Topology optimization and homogenization

 Prof Georgios E Stavroulakis, Prof Georgios A Drosopoulos, Dr Nikolaos Kaminakis

The design of mechanical microstructures having auxetic behaviour is studied by using techniques of topology optimization for compliant mechanisms. A robust hybrid algorithm based on evolutionary algorithms and local search steps is used. The result may need verification in order to accommodate needs not taken into account in the topology optimization. Therefore, a numerical homogenization scheme is used in order to show that the final design still has the wished negative Poisson’s property. Future research includes investigation of vibration reduction for several applications (base isolation, etc.), by using methods of topology optimization and homogenization.

Effectiveness of optimized fuzzy controllers on partially delaminated piezocomposites

Dr Georgios Tairidis, Prof Georgios A Drosopoulos, Mr Koutsianitis, Prof Georgio Foutsitzi,  Prof Georgios E Stavroulakis

Delamination between the layers of smart composite beams is a possible failure type. The effectiveness of active vibration control, when delamination appears, is investigated. In particular, optimized fuzzy controllers are developed and tested on partially delaminated piezocomposites. A finite element model based on layerwise theory, which incorporates the electromechanical coupling and the adhesive layer, is first developed. Delamination is considered by nonlinear structural analysis techniques and is used for the creation of realistic partially delaminated structures. Fuzzy controllers are built and applied to the smart structure. The fine-tuning of the parameters of control is done using genetic algorithms. Based on the results obtained from the numerical investigation, the applicability of fine-tuned fuzzy controllers, even in the case of partial delamination, is shown. According to different delamination scenarios, which were tested in this work, the design of adaptive fuzzy controllers, robust against delamination, is feasible.

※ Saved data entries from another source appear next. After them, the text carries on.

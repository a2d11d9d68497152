//! Cache storage for the offline controller.
//!
//! Provides the [`CacheStorage`] trait plus in-memory and on-disk backends.

pub mod disk;
pub mod memory;
pub mod storage;

use std::sync::Arc;

use crate::config::{DaemonConfig, StorageKind};

// Re-export commonly used types
pub use disk::DiskCacheStorage;
pub use memory::MemoryCacheStorage;
pub use storage::CacheStorage;

/// Builds the storage backend selected by the configuration.
pub fn storage_from_config(config: &DaemonConfig) -> Arc<dyn CacheStorage> {
    match config.storage {
        StorageKind::Memory => Arc::new(MemoryCacheStorage::new()),
        StorageKind::Disk => Arc::new(DiskCacheStorage::new(config.effective_cache_path())),
    }
}
//! Hover-driven audio player.
//!
//! Plays one looping preview at a time, keyed by discovery method and age
//! group. Hovering a new key swaps the preview; leaving stops it. Failures
//! never escape [`AudioPlayer::play`] or [`AudioPlayer::stop`]: they are
//! reported and the player ends up stopped.

use std::sync::{Arc, Mutex, MutexGuard, PoisonError};

use rand::SeedableRng;
use rand_chacha::ChaCha8Rng;
use serde::Serialize;
use tokio::runtime::Handle;
use tokio::task::JoinHandle;

use crate::error::WorkerError;
use crate::report::{ErrorReport, ErrorReporter, ReportKind, TracingReporter};

use super::catalog::{self, AgeGroup, DiscoveryMethod, Track};
use super::media::{same_resource, MediaBackend, MediaResource, PlaybackSettings};

/// Key of the preview that is playing. Known age groups are stored in
/// canonical form; anything else is kept trimmed.
#[derive(Debug, Clone, PartialEq, Eq)]
struct PlayKey {
    method: DiscoveryMethod,
    age_group: String,
}

impl PlayKey {
    fn new(method: DiscoveryMethod, age_group: &str) -> Self {
        let age_group = match AgeGroup::parse(age_group) {
            Some(age) => age.as_str().to_string(),
            None => age_group.trim().to_string(),
        };
        Self { method, age_group }
    }
}

#[derive(Default)]
struct Session {
    resource: Option<Arc<dyn MediaResource>>,
    key: Option<PlayKey>,
    track: Option<Track>,
}

impl Session {
    /// Clears the session and returns the resource it owned.
    fn take(&mut self) -> Option<Arc<dyn MediaResource>> {
        self.key = None;
        self.track = None;
        self.resource.take()
    }
}

/// Result of a play request.
#[derive(Debug, Clone, PartialEq, Eq, Serialize)]
#[serde(tag = "outcome", rename_all = "snake_case")]
pub enum PlayOutcome {
    /// The same key already owns a resource; nothing changed.
    AlreadyPlaying { track: Track },
    /// A new resource was created and will start when ready.
    Started { track: Track },
    /// The method is not in the catalog; nothing changed.
    Unresolved,
    /// The resource could not be created; the player is stopped.
    Failed { path: String },
}

/// Snapshot of the player.
#[derive(Debug, Clone, PartialEq, Eq, Serialize)]
pub struct AudioStatus {
    pub playing: bool,
    pub method: Option<String>,
    pub age_group: Option<String>,
    pub track: Option<Track>,
}

/// Single-preview audio player.
pub struct AudioPlayer {
    backend: Arc<dyn MediaBackend>,
    reporter: Arc<dyn ErrorReporter>,
    settings: PlaybackSettings,
    session: Arc<Mutex<Session>>,
    rng: Mutex<ChaCha8Rng>,
    tasks: Mutex<Vec<JoinHandle<()>>>,
}

impl AudioPlayer {
    /// Creates a player on the given backend.
    pub fn new(backend: Arc<dyn MediaBackend>) -> Self {
        Self {
            backend,
            reporter: Arc::new(TracingReporter),
            settings: PlaybackSettings::default(),
            session: Arc::new(Mutex::new(Session::default())),
            rng: Mutex::new(ChaCha8Rng::from_entropy()),
            tasks: Mutex::new(Vec::new()),
        }
    }

    pub fn with_reporter(mut self, reporter: Arc<dyn ErrorReporter>) -> Self {
        self.reporter = reporter;
        self
    }

    /// Seeds the generator used for the unknown-age-group fallback.
    pub fn with_seed(self, seed: u64) -> Self {
        *lock(&self.rng) = ChaCha8Rng::seed_from_u64(seed);
        self
    }

    /// Plays the preview for a method and age group.
    ///
    /// Playback starts from a task that waits for the resource to become
    /// ready, so this needs a tokio runtime; without one the request fails
    /// and the player is stopped.
    pub fn play(&self, method: &str, age_group: &str) -> PlayOutcome {
        let Some(parsed) = DiscoveryMethod::parse(method) else {
            tracing::warn!(method, age_group, "no audio for discovery method");
            return PlayOutcome::Unresolved;
        };
        let key = PlayKey::new(parsed, age_group);

        let session = lock(&self.session);
        if session.resource.is_some() && session.key.as_ref() == Some(&key) {
            if let Some(track) = session.track.clone() {
                return PlayOutcome::AlreadyPlaying { track };
            }
        }

        let track = match catalog::resolve(method, age_group, &mut *lock(&self.rng)) {
            Some(track) => track,
            None => return PlayOutcome::Unresolved,
        };
        if track.fallback {
            tracing::warn!(method, age_group, path = %track.path, "unknown age group, using random variant");
        }

        let runtime = match Handle::try_current() {
            Ok(runtime) => runtime,
            Err(e) => {
                let err = WorkerError::audio_playback(&track.path, format!("no async runtime: {}", e));
                return self.abort(session, ReportKind::AudioPlayback, &err, track);
            }
        };

        let resource = match self.backend.create(&track.path, self.settings) {
            Ok(resource) => resource,
            Err(e) => return self.abort(session, ReportKind::AudioLoad, &e, track),
        };

        let mut session = session;
        let old = session.resource.replace(Arc::clone(&resource));
        session.key = Some(key);
        session.track = Some(track.clone());
        drop(session);

        if let Some(old) = old {
            teardown(old.as_ref(), self.reporter.as_ref());
        }

        tracing::info!(path = %track.path, title = track.title, "loading preview");
        self.spawn_start(&runtime, resource);
        PlayOutcome::Started { track }
    }

    /// Reports a failed play request and leaves the player stopped.
    fn abort(
        &self,
        mut session: MutexGuard<'_, Session>,
        kind: ReportKind,
        error: &WorkerError,
        track: Track,
    ) -> PlayOutcome {
        report_failure(self.reporter.as_ref(), kind, error, &track.path);
        let old = session.take();
        drop(session);
        if let Some(old) = old {
            teardown(old.as_ref(), self.reporter.as_ref());
        }
        PlayOutcome::Failed { path: track.path }
    }

    /// Waits for the resource and starts it if it is still the owned one.
    fn spawn_start(&self, runtime: &Handle, resource: Arc<dyn MediaResource>) {
        let session = Arc::clone(&self.session);
        let reporter = Arc::clone(&self.reporter);

        let handle = runtime.spawn(async move {
            let loaded = resource.ready().await;

            let mut guard = lock(&session);
            let owned = guard
                .resource
                .as_ref()
                .is_some_and(|r| same_resource(r, &resource));
            if !owned {
                return;
            }

            let failure = match loaded {
                Ok(()) => resource
                    .play()
                    .err()
                    .map(|e| (ReportKind::AudioPlayback, e)),
                Err(e) => Some((ReportKind::AudioLoad, e)),
            };

            if let Some((kind, e)) = failure {
                report_failure(reporter.as_ref(), kind, &e, resource.path());
                guard.take();
                drop(guard);
                teardown(resource.as_ref(), reporter.as_ref());
            }
        });

        let mut tasks = lock(&self.tasks);
        tasks.retain(|h| !h.is_finished());
        tasks.push(handle);
    }

    /// Stops playback and releases the resource. Safe to call at any time.
    pub fn stop(&self) {
        let old = lock(&self.session).take();
        if let Some(old) = old {
            teardown(old.as_ref(), self.reporter.as_ref());
            tracing::info!(path = old.path(), "preview stopped");
        }
    }

    /// Display name of the method playing, if any.
    pub fn current_method(&self) -> Option<String> {
        lock(&self.session)
            .key
            .as_ref()
            .map(|k| k.method.display_name().to_string())
    }

    /// The catalog entry playing, if any.
    pub fn current_track(&self) -> Option<Track> {
        lock(&self.session).track.clone()
    }

    /// True if a resource is owned and not paused.
    pub fn is_playing(&self) -> bool {
        lock(&self.session)
            .resource
            .as_ref()
            .is_some_and(|r| !r.is_paused())
    }

    pub fn status(&self) -> AudioStatus {
        let session = lock(&self.session);
        AudioStatus {
            playing: session.resource.as_ref().is_some_and(|r| !r.is_paused()),
            method: session
                .key
                .as_ref()
                .map(|k| k.method.display_name().to_string()),
            age_group: session.key.as_ref().map(|k| k.age_group.clone()),
            track: session.track.clone(),
        }
    }

    /// Waits until every pending start task has finished.
    pub async fn settle(&self) {
        let handles: Vec<JoinHandle<()>> = lock(&self.tasks).drain(..).collect();
        for handle in handles {
            let _ = handle.await;
        }
    }
}

fn lock<T>(mutex: &Mutex<T>) -> MutexGuard<'_, T> {
    mutex.lock().unwrap_or_else(PoisonError::into_inner)
}

fn report_failure(reporter: &dyn ErrorReporter, kind: ReportKind, error: &WorkerError, path: &str) {
    reporter.report(ErrorReport::from_error(kind, error).with("path", path));
}

/// Pauses, rewinds and releases a resource. Release failures are reported
/// and swallowed.
fn teardown(resource: &dyn MediaResource, reporter: &dyn ErrorReporter) {
    if resource.has_loaded_data() {
        resource.pause();
        resource.rewind();
    }
    if let Err(e) = resource.release() {
        report_failure(reporter, ReportKind::AudioTeardown, &e, resource.path());
    }
}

Inverse analysis for the evaluation of damaged conditions of structures

Dr Maria E Stavroulaki, Prof Georgios A Drosopoulos, Prof Georgios E Stavroulakis

A novel approach for the investigation of pathological problems in masonry arch bridges using inverse analysis procedures is proposed. A real case study located in Kakodiki village on the island of Crete (Greece) is considered for the application of the proposed computational scheme. The method uses the damaged condition of the bridge as starting point and seeks the potential load cases that led to its development. The damage identification is transformed into a parameter identification problem which is studied by comparing numerical predictions and existing damage pattern.

A global optimization approach by means of a genetic algorithm is adopted within the inverse problem, aiming at adjusting the parameters of the mechanical model of the structure so that an error function that measures the differences between the real and the numerically predicted damage pattern is minimized.

The outcome of the methodology might provide a valuable information regarding to the planning of maintenance actions as well as to the design of retrofitting measures. Future research includes the consideration – prediction of existing cracks’ position, on the assessment of the condition of stuctures.